I grew up being into punk and hardcore, I discovered metal around 1997 and started digging into really underground stuff in 1999. Aksumite is just the synthesis of styles I love. No regard for genre. It's unrepentant about what it is. We want to be like Hellhammer, loved by punks and metalheads alike. We will be recording our next album on March 17, live to 2" tape in a proper studio. Totally analog. Totally raw. Expect more thrash influence. It's going be a thrashing, d-beating, floor punching, black inspired dose of 100% blood cult metal punk. It will be titled Prideless Lions.

You told me a bit about the idea behind the band - the African Christian empire of Aksum, and its blasphemous implications for tr00 kvlt black metallers. Can you expound upon this? I think it's really interesting.
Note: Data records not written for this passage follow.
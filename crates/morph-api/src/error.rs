use serde::{Deserialize, Serialize};

use crate::CrudAction;

pub type Result<T> = std::result::Result<T, ApiError>;

/// Structured error types for morph operations.
///
/// Authorization and invariant failures are distinct variants so callers can
/// render specific messages; everything else is a generic failure carrying a
/// diagnostic message.
#[derive(Debug, Clone, PartialEq, Eq, Serialize, Deserialize, thiserror::Error)]
pub enum ApiError {
    #[error("Invalid field descriptor: {message}")]
    InvalidDescriptor { message: String },

    #[error("Entity type already exists: {name}")]
    AlreadyExists { name: String },

    #[error("Not found: {what}")]
    NotFound { what: String },

    #[error("Unknown entity type: {name}")]
    UnknownEntity { name: String },

    #[error("Role '{role}' may not {action} '{entity}'")]
    AuthorizationDenied {
        role: String,
        action: CrudAction,
        entity: String,
    },

    #[error("Invariant violation: {message}")]
    InvariantViolation { message: String },

    #[error("Validation failed for '{field}': {message}")]
    ValidationError { field: String, message: String },

    #[error("Storage error: {message}")]
    Storage { message: String },

    #[error("Internal error: {message}")]
    Internal { message: String },
}

impl ApiError {
    pub fn invalid_descriptor(message: impl Into<String>) -> Self {
        ApiError::InvalidDescriptor {
            message: message.into(),
        }
    }

    pub fn not_found(what: impl Into<String>) -> Self {
        ApiError::NotFound { what: what.into() }
    }

    pub fn unknown_entity(name: impl Into<String>) -> Self {
        ApiError::UnknownEntity { name: name.into() }
    }

    pub fn validation(field: impl Into<String>, message: impl Into<String>) -> Self {
        ApiError::ValidationError {
            field: field.into(),
            message: message.into(),
        }
    }

    pub fn invariant(message: impl Into<String>) -> Self {
        ApiError::InvariantViolation {
            message: message.into(),
        }
    }

    /// Stable machine-readable code for the variant.
    pub fn code(&self) -> &'static str {
        match self {
            ApiError::InvalidDescriptor { .. } => "invalid_descriptor",
            ApiError::AlreadyExists { .. } => "already_exists",
            ApiError::NotFound { .. } => "not_found",
            ApiError::UnknownEntity { .. } => "unknown_entity",
            ApiError::AuthorizationDenied { .. } => "authorization_denied",
            ApiError::InvariantViolation { .. } => "invariant_violation",
            ApiError::ValidationError { .. } => "validation_error",
            ApiError::Storage { .. } => "storage_error",
            ApiError::Internal { .. } => "internal_error",
        }
    }

    pub fn is_authorization_denied(&self) -> bool {
        matches!(self, ApiError::AuthorizationDenied { .. })
    }

    pub fn is_invariant_violation(&self) -> bool {
        matches!(self, ApiError::InvariantViolation { .. })
    }
}

/// One failed reverse-relation update.
///
/// Never propagated as an operation error; the primary write has already
/// committed. Logged and collected into a sync report instead.
#[derive(Debug, Clone, PartialEq, Eq, Serialize, Deserialize, thiserror::Error)]
#[error(
    "relation sync failed: {target_entity}/{target_id}.{reverse_field} <- {source_entity}/{source_id}: {reason}"
)]
pub struct RelationSyncFailure {
    pub source_entity: String,
    pub source_id: String,
    pub target_entity: String,
    pub target_id: String,
    pub reverse_field: String,
    pub reason: String,
}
CSR is not, never claimed to be, and will never be a black metal label. We love black metal. We are certainly inspired totally by it, but it's not what we do. It's not who we are. I don't buy that a majority or even a large percentage of black metal playing Satanists actually are committed to any sort of theology or orthodoxy. The ones that are, and are religious about it, I actually admire completely. How can you not respect someone who believes something with conviction? Even if it differs from your own opinion. That being said, we borrow a lot from the musical heritage of Satanic bands, but are not Satanists, or grim or evil people. Quite the opposite. We're nice guys who actually do something with our lives to incite a change around us rather than bitching about how people "don't get us" like the scores of long-haired, army boot, camo-cutoffs wearing metalheads to busy swilling beer being burnouts to work hard and amount to anything. Or the laziness incarnate unwashed crust punks who scam their way through life spending what little money they've conned people out of on getting wasted and cool patches. Don't even get me started on their dogs... that shit makes makes me so angry. I say this as someone who has friends in both camps, the stereotypes are more often than not, sadly true. We respect all extreme genres and viewpoints no matter how they differ from our own. I thought it would be poignant to write about themes that hardline black metal people, supposedly the most extreme of all music fans, find so deplorable. Black and Semitics people and Christianity. So, why not start a band whose lyrical themes deal with the first Christian kingdom in Africa, Aksum (modern day Ethiopia). Furthermore, persons of this region claim to be the true chosen people of God, not the Jews. They are orthodox Christian keepers of the faith even still to this day. It's a fascinating country and story. They claim to own the Ark of the Covenant, and their claim is uncontested. So here we have all the things that the most extreme fringe black metal hates, rolled into one. I could not resist.

What other releases have you got coming up?

CSR just put out it's tenth release and will have upcoming releases from A Pregnant Light, This Station of Life, Aksumite, Obliti Devoravit and more.